After twelve months, for the majority of clients, it may be more appropriate to move to the plan being managed “in-house”, if this is considered to be appropriate by the delegate. This means the client will still need to provide evidence each semester that they are meeting the requirements of their apprenticeship, but there is no requirement for the involvement of a rehabilitation provider. A Rehabilitation Coordinator will need to make a judgement about case management arrangements, with an awareness of each client’s individual circumstances. If there is evidence the client would benefit from the continued involvement of a rehabilitation provider, then this can continue.

Addressing concerns with vocational rehabilitation progress

If there are issues with the person’s compliance with their rehabilitation obligations, or their capacity for rehabilitation and return to work, then the person’s rehabilitation provider should be asked to investigate this further. Appropriate investigation could include discussing issues and concerns with the person’s treating doctor or organising for the client to undertake a functional capacity evaluation with their rehabilitation service provider.

Where the client has been participating in a return-to-work rehabilitation plan with a vocational focus for more than six months, and there has been no success securing employment, the ‘Job Seeking Questionnaire’ can be used by Rehabilitation Coordinators, to seek more detailed information from providers. This questionnaire may assist in identifying any barriers to the client securing employment and any further assistance the client may require. The questionnaire is D9283 on the DVA forms portal. Where this questionnaire is completed, it must be uploaded as an attachment to the client's R&C ISH case.

DVA staff are also strongly encouraged to utilise the department’s advisers, particularly the DVA Psychology Adviser and the DVA Rehabilitation Advisers, to discuss specific cases, and to help determine a way forward for individual clients. 

If it is agreed that a medical review by an independent specialist is required, then a discussion will need to occur between the incapacity delegate and the rehabilitation coordinator to decide who should liaise with both the specialist and the client about this. It is essential that a client-centric approach is taken, and that all communication with a client reinforces the department’s support in helping them achieve their return-to-work goal.

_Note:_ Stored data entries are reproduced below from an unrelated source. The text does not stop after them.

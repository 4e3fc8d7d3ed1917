//! String tests: String.prototype methods and UTF-16 positions

use super::eval;
use jscore::JsValue;

#[test]
fn test_length_counts_utf16_units() {
    assert_eq!(eval("'hello'.length"), JsValue::Int(5));
    assert_eq!(eval("'\\u00e9'.length"), JsValue::Int(1));
    assert_eq!(eval("'😀'.length"), JsValue::Int(2));
}

#[test]
fn test_char_at_and_code() {
    assert_eq!(eval("'abc'.charAt(1)"), JsValue::from("b"));
    assert_eq!(eval("'abc'.charAt(5)"), JsValue::from(""));
    assert_eq!(eval("'abc'.charCodeAt(0)"), JsValue::Int(97));
    assert_eq!(eval("isNaN('abc'.charCodeAt(9))"), JsValue::Boolean(true));
    assert_eq!(eval("String.fromCharCode(72, 105)"), JsValue::from("Hi"));
}

#[test]
fn test_index_of() {
    assert_eq!(eval("'hello'.indexOf('l')"), JsValue::Int(2));
    assert_eq!(eval("'hello'.indexOf('l', 3)"), JsValue::Int(3));
    assert_eq!(eval("'hello'.lastIndexOf('l')"), JsValue::Int(3));
    assert_eq!(eval("'hello'.indexOf('z')"), JsValue::Int(-1));
}

#[test]
fn test_substring_substr_slice() {
    assert_eq!(eval("'abcdef'.substring(1, 3)"), JsValue::from("bc"));
    assert_eq!(eval("'abcdef'.substring(3, 1)"), JsValue::from("bc"));
    assert_eq!(eval("'abcdef'.substr(2, 3)"), JsValue::from("cde"));
    assert_eq!(eval("'abcdef'.slice(-2)"), JsValue::from("ef"));
    assert_eq!(eval("'abcdef'.slice(1, -1)"), JsValue::from("bcde"));
}

#[test]
fn test_case_conversion() {
    assert_eq!(eval("'Hello'.toUpperCase()"), JsValue::from("HELLO"));
    assert_eq!(eval("'Hello'.toLowerCase()"), JsValue::from("hello"));
}

#[test]
fn test_split() {
    assert_eq!(eval("'a,b,c'.split(',').length"), JsValue::Int(3));
    assert_eq!(eval("'a,b,c'.split(',', 2).join('|')"), JsValue::from("a|b"));
    assert_eq!(eval("'abc'.split('').join('|')"), JsValue::from("a|b|c"));
    assert_eq!(eval("'abc'.split().length"), JsValue::Int(1));
}

#[test]
fn test_concat() {
    assert_eq!(eval("'a'.concat('b', 1)"), JsValue::from("ab1"));
}

#[test]
fn test_string_constructor() {
    assert_eq!(eval("String(12)"), JsValue::from("12"));
    assert_eq!(eval("typeof new String('x')"), JsValue::from("object"));
    assert_eq!(eval("new String('x') + 'y'"), JsValue::from("xy"));
    assert_eq!(eval("new String('abc').length"), JsValue::Int(3));
}

#[test]
fn test_value_of_requires_string() {
    assert_eq!(
        eval("var r; try { String.prototype.valueOf.call(1); } catch (e) { r = e instanceof TypeError; } r"),
        JsValue::Boolean(true)
    );
}
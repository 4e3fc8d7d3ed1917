//! Host object protocol.
//!
//! An embedding application exposes its own objects to script by
//! implementing [`HostObject`]. The engine only asks the host about names it
//! has not materialized yet; an answer is cached in the object's property
//! table as an `External` slot carrying the host's property id, and later
//! reads and writes go straight to `get_property`/`set_property` by id.

use crate::error::HostError;
use crate::object::{CaseMode, PropFlags};
use crate::value::JsValue;

/// Host description of one property
#[derive(Debug, Clone, Copy, PartialEq, Eq)]
pub struct HostPropDesc {
    /// Host-chosen id, stable for the lifetime of the object
    pub id: u32,
    pub flags: PropFlags,
}

impl HostPropDesc {
    pub fn new(id: u32, flags: PropFlags) -> Self {
        Self { id, flags }
    }
}

/// Result of a host property store
#[derive(Debug, Clone, Copy, PartialEq, Eq)]
pub enum SetOutcome {
    Accepted,
    /// The host declined; the engine keeps the value as a plain own property
    Rejected,
}

/// Capabilities an object provided by the embedding host must support.
///
/// Host objects manage their own lifetime, so the collector never treats
/// them as garbage. Methods take `&self`; implementations keep their state
/// behind interior mutability.
pub trait HostObject {
    /// Resolve a name the engine has not cached yet
    fn lookup_property(&self, name: &str, case: CaseMode) -> Result<Option<HostPropDesc>, HostError>;

    fn get_property(&self, id: u32) -> Result<JsValue, HostError>;

    fn set_property(&self, id: u32, value: &JsValue) -> Result<SetOutcome, HostError>;

    /// Returns whether the property is gone
    fn delete_property(&self, _id: u32) -> Result<bool, HostError> {
        Ok(false)
    }

    fn configure_property(&self, _id: u32, _flags: PropFlags) -> Result<SetOutcome, HostError> {
        Ok(SetOutcome::Rejected)
    }

    /// Every property the host knows about, used before enumeration
    fn fill_all_properties(&self) -> Result<Vec<(String, HostPropDesc)>, HostError> {
        Ok(Vec::new())
    }

    /// Text used when script converts the object to a string
    fn to_display_string(&self) -> Option<String> {
        None
    }
}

Finding a client non-compliant with their rehabilitation program should always be used as an option of last resort. Further information about making a decision to suspend compensation benefits can be found in section 13.3.2 in this library

Client undertaking a non-return to work rehabilitation plan

Where a person is not working towards an eventual return-to-work goal, then they will be on a non-return to work plan. In this case, the client will be expected to provide medical certificates of their capacity for employment. The person’s incapacity delegate is responsible for ensuring that these certificates are provided and that a new determination is made for each period of incapacity.